Ein OAuth-Flow nutzt bestimmte Standard-Endpunkte:

  • Authorization Endpoint → hier startet alles, oft /authorize.
  • Token Endpoint → hier werden Codes gegen Tokens eingetauscht, oft /token.
  • UserInfo Endpoint (bei OIDC) → liefert Daten wie Name, E-Mail.
  • Revocation/Introspection Endpoints → zum Widerrufen oder Prüfen von Tokens.

👉 Beispiele (Google):

  • Autorisierung: https://accounts.google.com/o/oauth2/v2/auth
  • Token: https://oauth2.googleapis.com/token
  • UserInfo: https://openidconnect.googleapis.com/v1/userinfo

Discovery-Dokumente

Viele Anbieter veröffentlichen sogenannte „Discovery-Dokumente“.

  • URL: https://<domain>/.well-known/openid-configuration
  • Enthält JSON mit allen wichtigen Infos: Endpunkte, unterstützte Flows, Signatur-Schlüssel (JWKs).

👉 Beispiel (gekürzt):

{
  "authorization_endpoint": "https://accounts.google.com/o/oauth2/v2/auth",
  "token_endpoint": "https://oauth2.googleapis.com/token",
  "userinfo_endpoint": "https://openidconnect.googleapis.com/v1/userinfo",
  "jwks_uri": "https://www.googleapis.com/oauth2/v3/certs"
}

Nutzen für Sicherheitsprüfer:

  • Sofortiger Überblick über alle Endpunkte.
  • Hinweise auf unterstützte Flows.
  • Kann helfen, Schwächen wie unsichere Redirect-URIs zu finden.

Identifizierung im Code

JavaScript & HTML

In vielen Single-Page-Apps sieht man in den JavaScript-Dateien:

  • client_id=...
  • redirect_uri=...
  • scope=...

👉 Das verrät: welche OAuth-Provider genutzt werden, welche Rechte angefragt werden, und oft auch, ob PKCE implementiert ist.


Mobile Apps

Bei Android/iOS-Apps kann man oft in der App-Konfiguration (z. B. strings.xml) client_id und redirect_uri finden.

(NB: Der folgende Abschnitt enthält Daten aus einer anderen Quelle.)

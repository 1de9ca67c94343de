// Entity Query - immutable query builder
// Every builder method returns a new query; the original is untouched.

use std::collections::BTreeMap;
use std::sync::Arc;

use crate::config::{FetchStrategy, MergeStrategy};
use crate::core::data_value::{DataValue, PropertySource};
use crate::core::entity_key::EntityKey;
use crate::core::strong_types::EntityId;
use crate::ent_framework::ent_schema::{EntityType, MetadataStore};
use crate::error::{AppError, AppResult};
use crate::query::order_by::OrderByClause;
use crate::query::predicate::Predicate;
use crate::query::select::{ProjectedValue, SelectClause};

/// One row of a query result.
#[derive(Debug, Clone, PartialEq)]
pub enum QueryRow {
    Entity(EntityId),
    Projection(BTreeMap<String, ProjectedValue>),
    Value(DataValue),
}

impl QueryRow {
    pub fn as_entity(&self) -> Option<EntityId> {
        match self {
            QueryRow::Entity(id) => Some(*id),
            _ => None,
        }
    }

    pub fn as_projection(&self) -> Option<&BTreeMap<String, ProjectedValue>> {
        match self {
            QueryRow::Projection(fields) => Some(fields),
            _ => None,
        }
    }
}

#[derive(Debug, Clone, Default, PartialEq)]
pub struct EntityQuery {
    resource_name: Option<String>,
    result_entity_type: Option<String>,
    where_clause: Option<Arc<Predicate>>,
    order_by: Option<Arc<OrderByClause>>,
    select: Option<Arc<SelectClause>>,
    expand: Arc<Vec<String>>,
    skip: Option<usize>,
    take: Option<usize>,
    inline_count: bool,
    parameters: Arc<BTreeMap<String, String>>,
    merge_strategy: Option<MergeStrategy>,
    fetch_strategy: Option<FetchStrategy>,
}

  • Das zeigt, wie der OAuth-Flow gebaut ist.
  • Manche Apps nutzen Custom URI Schemes (myapp://callback) → oft ein Angriffspunkt.

Server-Konfigurationen

In Repositories oder .env-Dateien findet man häufig:

  • OAUTH_CLIENT_ID
  • OAUTH_CLIENT_SECRET
  • OAUTH_REDIRECT_URI

👉 Für Angreifer Gold wert, wenn diese Daten öffentlich landen (z. B. GitHub-Leak).


Hinweise in Tokens selbst

Ein Access Token kann verschiedene Formen haben.

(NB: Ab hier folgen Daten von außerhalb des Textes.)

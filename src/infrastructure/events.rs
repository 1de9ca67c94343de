// Events - synchronous publish/subscribe streams for change notifications

use std::fmt;
use std::sync::Arc;

use crate::core::data_value::DataValue;
use crate::core::entity_state::EntityAction;
use crate::core::strong_types::EntityId;
use crate::ent_framework::validators::ValidationError;

pub type SubscriptionId = u64;

type Handler<T> = Arc<dyn Fn(&T) + Send + Sync>;

/// A named notification stream. Handlers run synchronously, in
/// subscription order, on the publishing thread.
pub struct Event<T> {
    name: &'static str,
    handlers: Vec<(SubscriptionId, Handler<T>)>,
    next_id: SubscriptionId,
    enabled: bool,
}

impl<T> Event<T> {
    pub fn new(name: &'static str) -> Self {
        Self {
            name,
            handlers: Vec::new(),
            next_id: 1,
            enabled: true,
        }
    }

    pub fn name(&self) -> &'static str {
        self.name
    }

    pub fn subscribe<F>(&mut self, handler: F) -> SubscriptionId
    where
        F: Fn(&T) + Send + Sync + 'static,
    {
        let id = self.next_id;
        self.next_id += 1;
        self.handlers.push((id, Arc::new(handler)));
        id
    }

    pub fn unsubscribe(&mut self, id: SubscriptionId) -> bool {
        let before = self.handlers.len();
        self.handlers.retain(|(sid, _)| *sid != id);
        self.handlers.len() != before
    }

    pub fn has_subscribers(&self) -> bool {
        !self.handlers.is_empty()
    }

    pub fn set_enabled(&mut self, enabled: bool) {
        self.enabled = enabled;
    }

    /// Returns false when nothing was notified.
    pub fn publish(&self, args: &T) -> bool {
        if !self.enabled || self.handlers.is_empty() {
            return false;
        }
        for (_, handler) in &self.handlers {
            handler(args);
        }
        true
    }

    pub fn clear(&mut self) {
        self.handlers.clear();
    }
}

impl<T> fmt::Debug for Event<T> {
    fn fmt(&self, f: &mut fmt::Formatter<'_>) -> fmt::Result {
        f.debug_struct("Event")
            .field("name", &self.name)
            .field("subscribers", &self.handlers.len())
            .finish()
    }
}

/// Value carried by a property change: data, a scalar navigation target or
/// a collection's members.
#[derive(Debug, Clone, PartialEq)]
pub enum PropertyValue {
    Data(DataValue),
    Entity(Option<EntityId>),
    Entities(Vec<EntityId>),
}

impl From<DataValue> for PropertyValue {
    fn from(value: DataValue) -> Self {
        PropertyValue::Data(value)
    }
}

impl From<Option<EntityId>> for PropertyValue {
    fn from(value: Option<EntityId>) -> Self {
        PropertyValue::Entity(value)
    }
}

impl From<EntityId> for PropertyValue {
    fn from(value: EntityId) -> Self {
        PropertyValue::Entity(Some(value))
    }
}

#[derive(Debug, Clone, PartialEq)]
pub struct PropertyChangedArgs {
    pub entity: EntityId,
    pub property_name: String,
    pub old_value: PropertyValue,
    pub new_value: PropertyValue,
}

#[derive(Debug, Clone, PartialEq)]
pub struct ValidationErrorsChangedArgs {
    pub entity: EntityId,
    pub added: Vec<ValidationError>,
    pub removed: Vec<ValidationError>,
}

#[derive(Debug, Clone, PartialEq)]
pub struct ArrayChangedArgs {
    pub parent: EntityId,
    pub navigation_property: String,
    pub added: Vec<EntityId>,
    pub removed: Vec<EntityId>,
}

#[derive(Debug, Clone, PartialEq)]
pub struct EntityChangedArgs {
    pub action: EntityAction,
    /// `None` for manager-wide actions such as `Clear`.
    pub entity: Option<EntityId>,
    pub property_name: Option<String>,
}

#[derive(Debug, Clone, Copy, PartialEq, Eq)]
pub struct HasChangesChangedArgs {
    pub has_changes: bool,
}

#[cfg(test)]
mod tests {
    use super::*;
    use std::sync::Mutex;

    #[test]
    fn test_subscribe_publish_unsubscribe() {
        let seen = Arc::new(Mutex::new(Vec::new()));
        let mut event: Event<HasChangesChangedArgs> = Event::new("hasChangesChanged");
        let sink = seen.clone();
        let id = event.subscribe(move |args| sink.lock().unwrap().push(args.has_changes));

        assert!(event.publish(&HasChangesChangedArgs { has_changes: true }));
        event.set_enabled(false);
        assert!(!event.publish(&HasChangesChangedArgs { has_changes: false }));
        event.set_enabled(true);
        assert!(event.unsubscribe(id));
        assert!(!event.publish(&HasChangesChangedArgs { has_changes: false }));

        assert_eq!(*seen.lock().unwrap(), vec![true]);
    }
}
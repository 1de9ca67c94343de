// Projection clauses and projected values
use std::collections::BTreeMap;

use serde_json::{Map, Value};

use crate::core::data_value::DataValue;
use crate::core::strong_types::EntityId;
use crate::ent_framework::ent_schema::MetadataStore;
use crate::error::{AppError, AppResult};

#[derive(Debug, Clone, PartialEq, Eq)]
pub struct SelectClause {
    paths: Vec<String>,
}

impl SelectClause {
    /// Parse `"CompanyName, Orders, Customer.City"`.
    pub fn create(spec: &str) -> AppResult<Self> {
        let paths: Vec<String> = spec
            .split(',')
            .map(str::trim)
            .filter(|p| !p.is_empty())
            .map(|p| p.replace('/', "."))
            .collect();
        if paths.is_empty() {
            return Err(AppError::QueryParse("empty projection".to_string()));
        }
        if let Some(bad) = paths.iter().find(|p| {
            p.split('.').any(|segment| {
                segment.is_empty()
                    || !segment.chars().all(|c| c.is_ascii_alphanumeric() || c == '_')
            })
        }) {
            return Err(AppError::QueryParse(format!(
                "'{}' is not a valid projection path",
                bad
            )));
        }
        Ok(Self { paths })
    }

    pub fn paths(&self) -> &[String] {
        &self.paths
    }

    /// Name of the projected field for a path: `Customer.City` becomes `Customer_City`.
    pub fn projected_name(path: &str) -> String {
        path.replace('.', "_")
    }

    pub fn validate(&self, entity_type: &str, metadata: &MetadataStore) -> AppResult<()> {
        for path in &self.paths {
            metadata.resolve_property_path(entity_type, path)?;
        }
        Ok(())
    }

    pub fn to_odata_fragment(&self, entity_type: &str, metadata: &MetadataStore) -> AppResult<String> {
        self.validate(entity_type, metadata)?;
        Ok(self
            .paths
            .iter()
            .map(|p| p.replace('.', "/"))
            .collect::<Vec<_>>()
            .join(","))
    }
}

/// One field of a projection row.
#[derive(Debug, Clone, PartialEq)]
pub enum ProjectedValue {
    Value(DataValue),
    Entity(Option<EntityId>),
    Entities(Vec<EntityId>),
    Object(BTreeMap<String, ProjectedValue>),
    List(Vec<ProjectedValue>),
}

impl ProjectedValue {
    pub fn as_value(&self) -> Option<&DataValue> {
        match self {
            ProjectedValue::Value(v) => Some(v),
            _ => None,
        }
    }

    pub fn as_entity(&self) -> Option<EntityId> {
        match self {
            ProjectedValue::Entity(id) => *id,
            _ => None,
        }
    }

    /// JSON rendering; entities are written as their handle string.
    pub fn to_json(&self) -> Value {
        match self {
            ProjectedValue::Value(v) => v.to_json(),
            ProjectedValue::Entity(Some(id)) => Value::String(id.to_string()),
            ProjectedValue::Entity(None) => Value::Null,
            ProjectedValue::Entities(ids) => {
                Value::Array(ids.iter().map(|id| Value::String(id.to_string())).collect())
            }
            ProjectedValue::Object(fields) => Value::Object(
                fields
                    .iter()
                    .map(|(k, v)| (k.clone(), v.to_json()))
                    .collect::<Map<String, Value>>(),
            ),
            ProjectedValue::List(items) => Value::Array(items.iter().map(|v| v.to_json()).collect()),
        }
    }
}

#[cfg(test)]
mod tests {
    use super::*;

    #[test]
    fn test_create_normalizes_paths() {
        let clause = SelectClause::create("CompanyName, Customer/City").unwrap();
        assert_eq!(clause.paths(), &["CompanyName".to_string(), "Customer.City".to_string()]);
        assert_eq!(SelectClause::projected_name("Customer.City"), "Customer_City");
        assert!(SelectClause::create(" , ").is_err());
        assert!(SelectClause::create("Name desc").is_err());
    }
}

  • Manche sind einfache Strings (opaque Tokens).
  • Andere sind JWTs (JSON Web Tokens).

JWTs kann man leicht dekodieren (z. B. mit jwt.io) und sieht dann:

  • iss (Issuer → welcher OAuth-Provider).
  • aud (Audience → für welche Anwendung gedacht).
  • exp (Ablaufdatum).

👉 Dadurch lässt sich der zugrunde liegende OAuth-Dienst identifizieren.

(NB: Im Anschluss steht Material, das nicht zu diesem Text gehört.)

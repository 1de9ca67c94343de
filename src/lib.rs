// Entity Cache - client-side identity-mapped entity cache with change tracking

// Metadata and validation
pub mod ent_framework;

// Core types and primitives
pub mod core;

// Entity manager and its infrastructure
pub mod infrastructure;

// Query compiler
pub mod query;

// Common utilities
pub mod config;
pub mod error;

// Re-exports for convenience
pub use crate::config::{FetchStrategy, ManagerConfig, MergeStrategy};
pub use crate::core::{DataType, DataValue, EntityAction, EntityId, EntityKey, EntityState};
pub use crate::ent_framework::{
    DataPropertyDef, EntityTypeDef, MetadataStore, NavigationPropertyDef,
};
pub use crate::infrastructure::{EntityManager, MemoryDataService, SharedEntityManager};
pub use crate::query::{EntityQuery, FilterOp, Predicate};
pub use error::{AppError, AppResult};
impl MetadataStore {
    pub fn new() -> Self {
        Self::default()
    }

    pub fn is_empty(&self) -> bool {
        self.entity_types.is_empty()
    }

    pub fn add_entity_type(&mut self, def: EntityTypeDef) -> AppResult<()> {
        if self.entity_types.contains_key(&def.short_name) {
            return Err(AppError::Configuration(format!(
                "Entity type '{}' is already registered",
                def.short_name
            )));
        }
        let entity_type = EntityType::from_def(def)?;
        let name = entity_type.short_name.clone();
        if let Some(resource) = &entity_type.default_resource_name {
            self.resource_map.insert(resource.clone(), name.clone());
        }
        let nav_names: Vec<String> = entity_type
            .navigation_properties
            .iter()
            .map(|np| np.name.clone())
            .collect();
        self.entity_types.insert(name.clone(), Arc::new(entity_type));
        debug!(entity_type = %name, "registered entity type");

        for nav in nav_names {
            self.resolve_navigation(&name, &nav);
        }
        if let Some(waiting) = self.pending_navigations.remove(&name) {
            for (owner, nav) in waiting {
                self.resolve_navigation(&owner, &nav);
            }
        }
        Ok(())
    }

    fn resolve_navigation(&mut self, owner: &str, nav_name: &str) {
        let Some(owner_type) = self.entity_types.get(owner).cloned() else {
            return;
        };
        let Some(nav) = owner_type.navigation_property(nav_name).cloned() else {
            return;
        };
        let Some(target_type) = self.entity_types.get(&nav.entity_type_name).cloned() else {
            self.pending_navigations
                .entry(nav.entity_type_name.clone())
                .or_default()
                .push((owner.to_string(), nav_name.to_string()));
            return;
        };

        let inverse = nav.association_name.as_ref().and_then(|assoc| {
            target_type
                .navigation_properties
                .iter()
                .find(|np| {
                    np.association_name.as_deref() == Some(assoc.as_str())
                        && !(target_type.short_name == owner && np.name == nav.name)
                })
                .cloned()
        });

        if let Some(owner_mut) = self.entity_types.get_mut(owner).map(Arc::make_mut) {
            if let Some(np) = owner_mut
                .navigation_properties
                .iter_mut()
                .find(|np| np.name == nav.name)
            {
                if let Some(inv) = &inverse {
                    np.inverse = Some(inv.name.clone());
                    if np.inv_foreign_key_names.is_empty() {
                        np.inv_foreign_key_names = inv.foreign_key_names.clone();
                    }
                }
            }
            for fk in &nav.foreign_key_names {
                if let Some(dp) = owner_mut.data_properties.iter_mut().find(|p| &p.name == fk) {
                    dp.related_navigation_property = Some(nav.name.clone());
                }
            }
        }

        if let Some(target_mut) = self
            .entity_types
            .get_mut(&nav.entity_type_name)
            .map(Arc::make_mut)
        {
            if let Some(inv) = &inverse {
                if let Some(np) = target_mut
                    .navigation_properties
                    .iter_mut()
                    .find(|np| np.name == inv.name)
                {
                    np.inverse = Some(nav.name.clone());
                    if np.inv_foreign_key_names.is_empty() {
                        np.inv_foreign_key_names = nav.foreign_key_names.clone();
                    }
                }
            }
            for fk in &nav.inv_foreign_key_names {
                if let Some(dp) = target_mut.data_properties.iter_mut().find(|p| &p.name == fk) {
                    dp.inverse_navigation_property = Some((owner.to_string(), nav.name.clone()));
                }
            }
        }
    }

    pub fn get_entity_type(&self, name: &str) -> Option<Arc<EntityType>> {
        self.entity_types.get(name).cloned()
    }

    pub fn entity_type(&self, name: &str) -> AppResult<Arc<EntityType>> {
        self.get_entity_type(name)
            .ok_or_else(|| AppError::UnknownEntityType(name.to_string()))
    }

    pub fn entity_types(&self) -> impl Iterator<Item = &Arc<EntityType>> {
        self.entity_types.values()
    }

    pub fn entity_type_for_resource(&self, resource_name: &str) -> Option<Arc<EntityType>> {
        self.resource_map
            .get(resource_name)
            .and_then(|name| self.get_entity_type(name))
    }

    pub fn set_resource_name(&mut self, resource_name: &str, entity_type: &str) -> AppResult<()> {
        self.entity_type(entity_type)?;
        self.resource_map
            .insert(resource_name.to_string(), entity_type.to_string());
        Ok(())
    }

    /// Resolve `Namespace.Type, Assembly` or `Type:#Namespace` type strings.
    pub fn entity_type_from_type_string(&self, type_string: &str) -> Option<Arc<EntityType>> {
        let without_assembly = type_string.split(',').next().unwrap_or(type_string).trim();
        let short = match without_assembly.split_once(":#") {
            Some((short, _)) => short,
            None => without_assembly.rsplit('.').next().unwrap_or(without_assembly),
        };
        self.get_entity_type(short)
    }

    pub fn add_property_validator(
        &mut self,
        entity_type: &str,
        property: &str,
        validator: Arc<dyn Validator>,
    ) -> AppResult<()> {
        let et = self
            .entity_types
            .get_mut(entity_type)
            .map(Arc::make_mut)
            .ok_or_else(|| AppError::UnknownEntityType(entity_type.to_string()))?;
        if let Some(dp) = et.data_properties.iter_mut().find(|p| p.name == property) {
            dp.validators.push(validator);
            return Ok(());
        }
        if let Some(np) = et.navigation_properties.iter_mut().find(|p| p.name == property) {
            np.validators.push(validator);
            return Ok(());
        }
        Err(AppError::unknown_property(entity_type, property))
    }

    pub fn add_entity_validator(
        &mut self,
        entity_type: &str,
        validator: Arc<dyn Validator>,
    ) -> AppResult<()> {
        let et = self
            .entity_types
            .get_mut(entity_type)
            .map(Arc::make_mut)
            .ok_or_else(|| AppError::UnknownEntityType(entity_type.to_string()))?;
        et.validators.push(validator);
        Ok(())
    }

    /// Walk a dotted path (`Customer.CompanyName`) through scalar or
    /// collection navigations.
    pub fn resolve_property_path(&self, entity_type: &str, path: &str) -> AppResult<ResolvedPath> {
        let mut current = self.entity_type(entity_type)?;
        let segments: Vec<&str> = path.split(['.', '/']).collect();
        for (i, segment) in segments.iter().enumerate() {
            let is_last = i + 1 == segments.len();
            if let Some(dp) = current.data_property(segment) {
                if !is_last {
                    return Err(AppError::unknown_property(entity_type, path));
                }
                return Ok(ResolvedPath {
                    owner_type: current.short_name.clone(),
                    property_name: dp.name.clone(),
                    data_type: Some(dp.data_type),
                    is_scalar: true,
                });
            }
            let np = current
                .navigation_property(segment)
                .ok_or_else(|| AppError::unknown_property(entity_type, path))?;
            if is_last {
                return Ok(ResolvedPath {
                    owner_type: current.short_name.clone(),
                    property_name: np.name.clone(),
                    data_type: None,
                    is_scalar: np.is_scalar,
                });
            }
            let next = self.entity_type(&np.entity_type_name)?;
            current = next;
        }
        Err(AppError::unknown_property(entity_type, path))
    }

    pub fn has_metadata_for(&self, service_name: &str) -> bool {
        self.fetched_services.contains(service_name)
    }

    /// Record a completed metadata fetch; fetching the same service twice is an error.
    pub fn mark_fetched(&mut self, service_name: &str) -> AppResult<()> {
        if !self.fetched_services.insert(service_name.to_string()) {
            return Err(AppError::MetadataAlreadyFetched(service_name.to_string()));
        }
        Ok(())
    }

    /// Accepts `{ "entityTypes": [...], "resourceEntityTypeMap": {...} }` or
    /// a bare array of entity type definitions. Types already present are kept.
    pub fn import_metadata(&mut self, metadata: &Value) -> AppResult<usize> {
        let (types, resources) = match metadata {
            Value::Array(_) => (metadata.clone(), Value::Null),
            Value::Object(map) => (
                map.get("entityTypes").cloned().unwrap_or(Value::Array(Vec::new())),
                map.get("resourceEntityTypeMap").cloned().unwrap_or(Value::Null),
            ),
            Value::String(text) => {
                return self.import_metadata(&serde_json::from_str::<Value>(text)?)
            }
            _ => {
                return Err(AppError::Deserialization(
                    "metadata must be an object or an array".to_string(),
                ))
            }
        };
        let defs: Vec<EntityTypeDef> = serde_json::from_value(types)?;
        let mut added = 0;
        for def in defs {
            if self.entity_types.contains_key(&def.short_name) {
                continue;
            }
            self.add_entity_type(def)?;
            added += 1;
        }
        if let Value::Object(map) = resources {
            for (resource, type_name) in map {
                if let Some(type_name) = type_name.as_str() {
                    let short = type_name.split(":#").next().unwrap_or(type_name);
                    if self.entity_types.contains_key(short) {
                        self.resource_map.insert(resource, short.to_string());
                    }
                }
            }
        }
        Ok(added)
    }

    pub fn export_metadata(&self) -> Value {
        let mut names: Vec<&String> = self.entity_types.keys().collect();
        names.sort();
        let types: Vec<EntityTypeDef> = names
            .into_iter()
            .filter_map(|n| self.entity_types.get(n))
            .map(|et| et.to_def())
            .collect();
        let resources: serde_json::Map<String, Value> = self
            .resource_map
            .iter()
            .map(|(k, v)| (k.clone(), Value::String(v.clone())))
            .collect();
        json!({
            "entityTypes": types,
            "resourceEntityTypeMap": resources,
        })
    }
}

Tools zum Erkennen von OAuth

  • Burp Suite → Proxy einschalten, Login-Flow durchlaufen, nach /authorize und /token suchen.
  • OWASP ZAP → ähnlich, gute Automatisierungsmöglichkeiten.
  • DevTools (F12) → ideal, um im Netzwerk-Tab Scopes und Redirects zu sehen.
  • Google dorking → Suche nach .well-known/openid-configuration bei bekannten Domains.
  • jwt.io → zum schnellen Analysieren von Tokens.

Typische Anzeichen für Fehlkonfigurationen

  1. Offene Redirect-URIs
    • Wenn du redirect_uri=https://evil.com in die URL eintragen kannst und der Server es akzeptiert.
  2. Fehlender State
    • Wenn kein state-Parameter in den Requests auftaucht.
  3. Zu breite Scopes
    • Wenn eine App scope=full_access oder scope=all anfragt.
  4. Unsichere Token-Speicherung
    • Tokens tauchen in der URL oder im Local Storage auf.

Warum Erkennen so entscheidend ist

Manche Sicherheitsprüfer springen direkt zu Exploits. Doch ohne zu verstehen, welche Endpunkte da sind, welche Scopes angefragt werden und wie Tokens gespeichert werden, übersieht man leicht die größten Schwachstellen.

Für Entwickler gilt: Schon beim Design sollte klar sein, welche Flows nötig sind, welche Endpunkte es gibt und welche Parameter wirklich gebraucht werden. Alles andere ist unnötige Angriffsfläche.